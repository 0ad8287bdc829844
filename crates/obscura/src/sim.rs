//! Deterministic in-process camera and motion backends.
//!
//! Used by the test suites and by the CLI's simulate mode. The camera
//! renders a small PNG with a red marker in the top-left corner, so
//! rotation is observable in pixel asserts, and records every hardware
//! call so tests can check interleaving.

use crate::hardware::{
    AccelSample, CameraDevice, CameraFacing, CameraHost, DeviceDescriptor, EndpointKind,
    HardwareError, MotionSource, RawPhoto,
};
use async_trait::async_trait;
use bytes::Bytes;
use image::{ImageFormat, Rgba, RgbaImage};
use std::io::Cursor;
use std::sync::atomic::{AtomicBool, AtomicU64, Ordering};
use std::sync::{Arc, Mutex};
use std::time::Duration;

/// Records hardware calls in order so tests can assert interleaving.
#[derive(Debug, Default)]
pub struct CallLog {
    entries: Mutex<Vec<String>>,
}

impl CallLog {
    pub fn push(&self, entry: impl Into<String>) {
        self.entries.lock().unwrap().push(entry.into());
    }

    pub fn entries(&self) -> Vec<String> {
        self.entries.lock().unwrap().clone()
    }
}

/// Scripted accelerometer.
pub struct SimMotion {
    available: AtomicBool,
    sample: Mutex<Option<(f64, f64, f64)>>,
}

impl SimMotion {
    /// Available but with no reading yet.
    pub fn new() -> Self {
        Self {
            available: AtomicBool::new(true),
            sample: Mutex::new(None),
        }
    }

    /// Available and holding one fixed reading.
    pub fn holding(x: f64, y: f64, z: f64) -> Self {
        let motion = Self::new();
        motion.set_sample(x, y, z);
        motion
    }

    pub fn set_sample(&self, x: f64, y: f64, z: f64) {
        *self.sample.lock().unwrap() = Some((x, y, z));
    }

    pub fn clear_sample(&self) {
        *self.sample.lock().unwrap() = None;
    }

    pub fn set_available(&self, available: bool) {
        self.available.store(available, Ordering::SeqCst);
    }
}

impl Default for SimMotion {
    fn default() -> Self {
        Self::new()
    }
}

#[async_trait]
impl MotionSource for SimMotion {
    fn is_available(&self) -> bool {
        self.available.load(Ordering::SeqCst)
    }

    async fn sample(&self) -> Option<AccelSample> {
        let held = *self.sample.lock().unwrap();
        held.map(|(x, y, z)| AccelSample::new(x, y, z))
    }
}

#[derive(Debug, Default)]
struct DeviceState {
    opened: bool,
    streaming: bool,
    attached: Vec<EndpointKind>,
    auto_focus: bool,
    fail_next_capture: Option<String>,
    photo_override: Option<Bytes>,
}

/// Simulated camera device with configurable latency and failure
/// injection.
pub struct SimCamera {
    descriptor: DeviceDescriptor,
    width: u32,
    height: u32,
    latency_ms: AtomicU64,
    fail_open: AtomicBool,
    fail_auto_focus: AtomicBool,
    state: Mutex<DeviceState>,
    log: Arc<CallLog>,
}

impl SimCamera {
    pub fn new(id: &str, label: &str, facing: CameraFacing) -> Self {
        Self {
            descriptor: DeviceDescriptor {
                id: id.to_string(),
                label: label.to_string(),
                facing,
            },
            width: 64,
            height: 48,
            latency_ms: AtomicU64::new(0),
            fail_open: AtomicBool::new(false),
            fail_auto_focus: AtomicBool::new(false),
            state: Mutex::new(DeviceState::default()),
            log: Arc::new(CallLog::default()),
        }
    }

    /// Share a call log with other devices so cross-device ordering is
    /// observable.
    pub fn with_log(mut self, log: Arc<CallLog>) -> Self {
        self.log = log;
        self
    }

    pub fn with_dimensions(mut self, width: u32, height: u32) -> Self {
        self.width = width;
        self.height = height;
        self
    }

    pub fn with_latency(self, latency: Duration) -> Self {
        self.set_latency(latency);
        self
    }

    pub fn log(&self) -> Arc<CallLog> {
        Arc::clone(&self.log)
    }

    /// Artificial delay between shutter and completion.
    pub fn set_latency(&self, latency: Duration) {
        self.latency_ms.store(latency.as_millis() as u64, Ordering::Relaxed);
    }

    /// Make the next `capture_still` fail with the given message.
    pub fn fail_next_capture(&self, message: impl Into<String>) {
        self.state.lock().unwrap().fail_next_capture = Some(message.into());
    }

    /// Replace the rendered frame with fixed bytes (valid or not).
    pub fn set_photo_bytes(&self, data: Bytes) {
        self.state.lock().unwrap().photo_override = Some(data);
    }

    /// Make the host refuse to open this device.
    pub fn set_fail_open(&self, fail: bool) {
        self.fail_open.store(fail, Ordering::SeqCst);
    }

    /// Make `set_auto_focus` report the control as unsupported.
    pub fn set_fail_auto_focus(&self, fail: bool) {
        self.fail_auto_focus.store(fail, Ordering::SeqCst);
    }

    fn reset_for_open(&self) {
        let mut state = self.state.lock().unwrap();
        state.opened = true;
        state.streaming = false;
        state.attached.clear();
        self.log.push(format!("open:{}", self.descriptor.id));
    }
}

#[async_trait]
impl CameraDevice for SimCamera {
    fn descriptor(&self) -> DeviceDescriptor {
        self.descriptor.clone()
    }

    async fn start_stream(&self) -> Result<(), HardwareError> {
        self.log.push(format!("start_stream:{}", self.descriptor.id));
        let mut state = self.state.lock().unwrap();
        if !state.opened {
            return Err(HardwareError::DeviceClosed);
        }
        state.streaming = true;
        Ok(())
    }

    async fn stop_stream(&self) -> Result<(), HardwareError> {
        self.log.push(format!("stop_stream:{}", self.descriptor.id));
        self.state.lock().unwrap().streaming = false;
        Ok(())
    }

    async fn attach(&self, kind: EndpointKind) -> Result<(), HardwareError> {
        self.log.push(format!("attach:{}:{}", self.descriptor.id, kind));
        let mut state = self.state.lock().unwrap();
        if !state.opened {
            return Err(HardwareError::DeviceClosed);
        }
        if !state.attached.contains(&kind) {
            state.attached.push(kind);
        }
        Ok(())
    }

    async fn detach(&self, kind: EndpointKind) -> Result<(), HardwareError> {
        self.log.push(format!("detach:{}:{}", self.descriptor.id, kind));
        self.state.lock().unwrap().attached.retain(|k| *k != kind);
        Ok(())
    }

    async fn set_auto_focus(&self, enabled: bool) -> Result<(), HardwareError> {
        self.log
            .push(format!("auto_focus:{}:{}", self.descriptor.id, enabled));
        let mut state = self.state.lock().unwrap();
        if !state.opened {
            return Err(HardwareError::DeviceClosed);
        }
        if self.fail_auto_focus.load(Ordering::SeqCst) {
            return Err(HardwareError::Unavailable {
                message: format!("focus control unsupported on {}", self.descriptor.id),
            });
        }
        state.auto_focus = enabled;
        Ok(())
    }

    async fn capture_still(&self) -> Result<RawPhoto, HardwareError> {
        self.log.push(format!("capture_still:{}", self.descriptor.id));
        {
            let state = self.state.lock().unwrap();
            if !state.opened {
                return Err(HardwareError::DeviceClosed);
            }
            if !state.streaming {
                return Err(HardwareError::CaptureFailed {
                    message: "stream not running".to_string(),
                });
            }
        }

        let latency = Duration::from_millis(self.latency_ms.load(Ordering::Relaxed));
        if !latency.is_zero() {
            tokio::time::sleep(latency).await;
        }

        let injected = {
            let mut state = self.state.lock().unwrap();
            state.fail_next_capture.take()
        };
        if let Some(message) = injected {
            return Err(HardwareError::CaptureFailed { message });
        }

        let data = {
            let state = self.state.lock().unwrap();
            state.photo_override.clone()
        };
        let data = match data {
            Some(bytes) => bytes,
            None => render_frame(self.width, self.height)?,
        };
        self.log.push(format!("capture_done:{}", self.descriptor.id));
        Ok(RawPhoto {
            data,
            width: self.width,
            height: self.height,
            device: self.descriptor.clone(),
        })
    }

    async fn close(&self) -> Result<(), HardwareError> {
        self.log.push(format!("close:{}", self.descriptor.id));
        let mut state = self.state.lock().unwrap();
        state.opened = false;
        state.streaming = false;
        state.attached.clear();
        Ok(())
    }
}

/// Host over a fixed table of simulated devices.
pub struct SimHost {
    devices: Vec<Arc<SimCamera>>,
}

impl SimHost {
    pub fn new(devices: Vec<Arc<SimCamera>>) -> Self {
        Self { devices }
    }

    /// A back and a front camera, the back one default.
    pub fn with_default_devices() -> Self {
        Self::new(vec![
            Arc::new(SimCamera::new(
                "sim-back",
                "Simulated Back Camera",
                CameraFacing::Back,
            )),
            Arc::new(SimCamera::new(
                "sim-front",
                "Simulated Front Camera",
                CameraFacing::Front,
            )),
        ])
    }

    pub fn device(&self, device_id: &str) -> Option<Arc<SimCamera>> {
        self.devices
            .iter()
            .find(|d| d.descriptor.id == device_id)
            .cloned()
    }
}

#[async_trait]
impl CameraHost for SimHost {
    async fn list_devices(&self) -> Vec<DeviceDescriptor> {
        self.devices.iter().map(|d| d.descriptor.clone()).collect()
    }

    async fn open(&self, device_id: &str) -> Result<Arc<dyn CameraDevice>, HardwareError> {
        let device = self
            .devices
            .iter()
            .find(|d| d.descriptor.id == device_id)
            .ok_or_else(|| HardwareError::DeviceNotFound {
                id: device_id.to_string(),
            })?;
        if device.fail_open.load(Ordering::SeqCst) {
            return Err(HardwareError::Unavailable {
                message: format!("simulated open failure for {device_id}"),
            });
        }
        device.reset_for_open();
        Ok(device.clone())
    }

    fn default_device_id(&self) -> Option<String> {
        self.devices.first().map(|d| d.descriptor.id.clone())
    }
}

fn render_frame(width: u32, height: u32) -> Result<Bytes, HardwareError> {
    let mut img = RgbaImage::from_pixel(width, height, Rgba([32, 48, 64, 255]));
    for y in 0..height.min(4) {
        for x in 0..width.min(4) {
            img.put_pixel(x, y, Rgba([255, 0, 0, 255]));
        }
    }
    let mut buf = Cursor::new(Vec::new());
    img.write_to(&mut buf, ImageFormat::Png)
        .map_err(|e| HardwareError::CaptureFailed {
            message: format!("frame encoding failed: {e}"),
        })?;
    Ok(Bytes::from(buf.into_inner()))
}

#[cfg(test)]
mod tests {
    use super::*;

    #[tokio::test]
    async fn rendered_frame_decodes_with_marker() {
        let data = render_frame(16, 8).unwrap();
        let img = image::load_from_memory(&data).unwrap().to_rgba8();
        assert_eq!(img.dimensions(), (16, 8));
        assert_eq!(img.get_pixel(0, 0), &Rgba([255, 0, 0, 255]));
        assert_eq!(img.get_pixel(15, 7), &Rgba([32, 48, 64, 255]));
    }

    #[tokio::test]
    async fn capture_requires_open_and_streaming() {
        let host = SimHost::with_default_devices();
        let camera = host.device("sim-back").unwrap();

        let err = camera.capture_still().await.unwrap_err();
        assert!(matches!(err, HardwareError::DeviceClosed));

        let opened = host.open("sim-back").await.unwrap();
        let err = opened.capture_still().await.unwrap_err();
        assert!(matches!(err, HardwareError::CaptureFailed { .. }));

        opened.start_stream().await.unwrap();
        let photo = opened.capture_still().await.unwrap();
        assert_eq!((photo.width, photo.height), (64, 48));
    }

    #[tokio::test]
    async fn close_forgets_attachments() {
        let host = SimHost::with_default_devices();
        let device = host.open("sim-front").await.unwrap();
        device.attach(EndpointKind::PhotoOutput).await.unwrap();
        device.close().await.unwrap();

        let err = device.attach(EndpointKind::Preview).await.unwrap_err();
        assert!(matches!(err, HardwareError::DeviceClosed));
    }

    #[tokio::test]
    async fn unknown_device_cannot_be_opened() {
        let host = SimHost::with_default_devices();
        let result = host.open("ghost").await;
        assert!(matches!(result, Err(HardwareError::DeviceNotFound { .. })));
    }
}
//! Obscura: Capture Session Core
//!
//! The camera-side component of the Shutterbug system. Owns everything
//! between a capture request and a display-ready photo:
//!
//! - **Orientation** (sampler task): polls an accelerometer, classifies
//!   gravity, and debounces publication of changes
//! - **Session** (state machine): binds exactly one camera device and
//!   serializes configuration transactions against hardware work
//! - **Coordinator** (request broker): resolves each capture exactly
//!   once, racing a deadline against the hardware callback
//! - **Correction** (pure transforms): rotates frames so they display
//!   upright however the device was held
//!
//! Hardware sits behind the traits in [`hardware`]; deterministic
//! simulated implementations live in [`sim`].

pub mod coordinator;
pub mod correct;
pub mod hardware;
pub mod orientation;
pub mod session;
pub mod sim;

pub use coordinator::{
    CaptureCoordinator, CaptureError, CaptureStats, CaptureStatsSnapshot, CapturedPhoto,
};
pub use correct::{apply, correct, rotation_for, CorrectedImage, Rotation};
pub use hardware::{
    AccelSample, CameraDevice, CameraFacing, CameraHost, CaptureSettings, DeviceDescriptor,
    EndpointKind, HardwareError, MotionSource, RawPhoto,
};
pub use orientation::{classify, DeviceOrientation, OrientationSensor};
pub use session::{CaptureLease, CaptureSession, SessionError, SessionState};
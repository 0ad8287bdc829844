//! Config file discovery, loading, and environment variable overlay.

use crate::{ConfigError, ShutterConfig};
use serde::Deserialize;
use std::env;
use std::path::{Path, PathBuf};

/// Information about where config values came from.
#[derive(Debug, Clone, Default)]
pub struct ConfigSources {
    /// Config files that were loaded (in order)
    pub files: Vec<PathBuf>,
    /// Environment variables that overrode config values
    pub env_overrides: Vec<String>,
}

/// Discover config files in standard locations.
///
/// Returns paths in load order (system, user, local).
/// Only returns files that exist.
pub fn discover_config_files() -> Vec<PathBuf> {
    discover_config_files_with_override(None)
}

/// Discover config files, optionally with a CLI override path.
///
/// If `cli_path` is provided and exists, it replaces the local override.
/// Returns paths in load order (system, user, local/cli).
pub fn discover_config_files_with_override(cli_path: Option<&Path>) -> Vec<PathBuf> {
    let mut files = Vec::new();

    // System config
    let system = PathBuf::from("/etc/shutterbug/config.toml");
    if system.exists() {
        files.push(system);
    }

    // User config (XDG_CONFIG_HOME or ~/.config)
    if let Some(config_dir) = directories::BaseDirs::new().map(|d| d.config_dir().to_path_buf()) {
        let user = config_dir.join("shutterbug/config.toml");
        if user.exists() {
            files.push(user);
        }
    }

    // CLI override takes precedence over local
    if let Some(path) = cli_path {
        if path.exists() {
            files.push(path.to_path_buf());
            return files;
        }
    }

    // Local override (current directory)
    let local = PathBuf::from("shutterbug.toml");
    if local.exists() {
        files.push(local);
    }

    files
}

/// Partial config as it appears in a single file. Every field is
/// optional so a file only overrides what it names.
#[derive(Debug, Default, Deserialize)]
struct RawConfig {
    #[serde(default)]
    capture: RawCapture,
    #[serde(default)]
    sensor: RawSensor,
    #[serde(default)]
    camera: RawCamera,
    #[serde(default)]
    store: RawStore,
}

#[derive(Debug, Default, Deserialize)]
struct RawCapture {
    deadline_secs: Option<f64>,
    auto_focus: Option<bool>,
}

#[derive(Debug, Default, Deserialize)]
struct RawSensor {
    interval_secs: Option<f64>,
}

#[derive(Debug, Default, Deserialize)]
struct RawCamera {
    preferred_device: Option<String>,
    endpoints: Option<Vec<String>>,
}

#[derive(Debug, Default, Deserialize)]
struct RawStore {
    photo_dir: Option<String>,
}

/// Load a TOML file and overlay its values onto `config`.
///
/// Fields the file does not mention are left alone, so calling this
/// once per discovered file gives later-wins merging.
pub fn apply_file(config: &mut ShutterConfig, path: &Path) -> Result<(), ConfigError> {
    let contents = std::fs::read_to_string(path).map_err(|e| ConfigError::FileRead {
        path: path.to_path_buf(),
        source: e,
    })?;

    let raw: RawConfig = toml::from_str(&contents).map_err(|e| ConfigError::Parse {
        path: path.to_path_buf(),
        message: e.to_string(),
    })?;

    apply_raw(config, raw);
    Ok(())
}

fn apply_raw(config: &mut ShutterConfig, raw: RawConfig) {
    if let Some(v) = raw.capture.deadline_secs {
        config.capture.deadline_secs = v;
    }
    if let Some(v) = raw.capture.auto_focus {
        config.capture.auto_focus = v;
    }
    if let Some(v) = raw.sensor.interval_secs {
        config.sensor.interval_secs = v;
    }
    if let Some(v) = raw.camera.preferred_device {
        config.camera.preferred_device = v;
    }
    if let Some(v) = raw.camera.endpoints {
        config.camera.endpoints = v;
    }
    if let Some(v) = raw.store.photo_dir {
        config.store.photo_dir = expand_path(&v);
    }
}

/// Apply environment variable overrides to config.
pub fn apply_env_overrides(config: &mut ShutterConfig, sources: &mut ConfigSources) {
    if let Ok(v) = env::var("SHUTTERBUG_DEADLINE_SECS") {
        if let Ok(secs) = v.parse() {
            config.capture.deadline_secs = secs;
            sources
                .env_overrides
                .push("SHUTTERBUG_DEADLINE_SECS".to_string());
        }
    }
    if let Ok(v) = env::var("SHUTTERBUG_SENSOR_INTERVAL_SECS") {
        if let Ok(secs) = v.parse() {
            config.sensor.interval_secs = secs;
            sources
                .env_overrides
                .push("SHUTTERBUG_SENSOR_INTERVAL_SECS".to_string());
        }
    }
    if let Ok(v) = env::var("SHUTTERBUG_DEVICE") {
        config.camera.preferred_device = v;
        sources.env_overrides.push("SHUTTERBUG_DEVICE".to_string());
    }
    if let Ok(v) = env::var("SHUTTERBUG_PHOTO_DIR") {
        config.store.photo_dir = expand_path(&v);
        sources.env_overrides.push("SHUTTERBUG_PHOTO_DIR".to_string());
    }
}

/// Expand ~ and environment variables in a path.
pub fn expand_path(path: &str) -> PathBuf {
    if let Some(stripped) = path.strip_prefix("~/") {
        if let Some(home) = directories::BaseDirs::new().map(|d| d.home_dir().to_path_buf()) {
            return home.join(stripped);
        }
        return PathBuf::from(path);
    }

    if let Some(stripped) = path.strip_prefix('$') {
        // Handle $VAR/rest/of/path
        if let Some(slash_pos) = stripped.find('/') {
            let var_name = &stripped[..slash_pos];
            if let Ok(var_value) = env::var(var_name) {
                return PathBuf::from(var_value).join(&stripped[slash_pos + 1..]);
            }
            return PathBuf::from(path);
        }
        return env::var(stripped)
            .map(PathBuf::from)
            .unwrap_or_else(|_| PathBuf::from(path));
    }

    PathBuf::from(path)
}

------

WHAT TO PRODUCE:
Search the records for the word "display" and copy every line where it occurs.

RESULT:
//! between a capture request and a display-ready photo:
//! - **Correction** (pure transforms): rotates frames so they display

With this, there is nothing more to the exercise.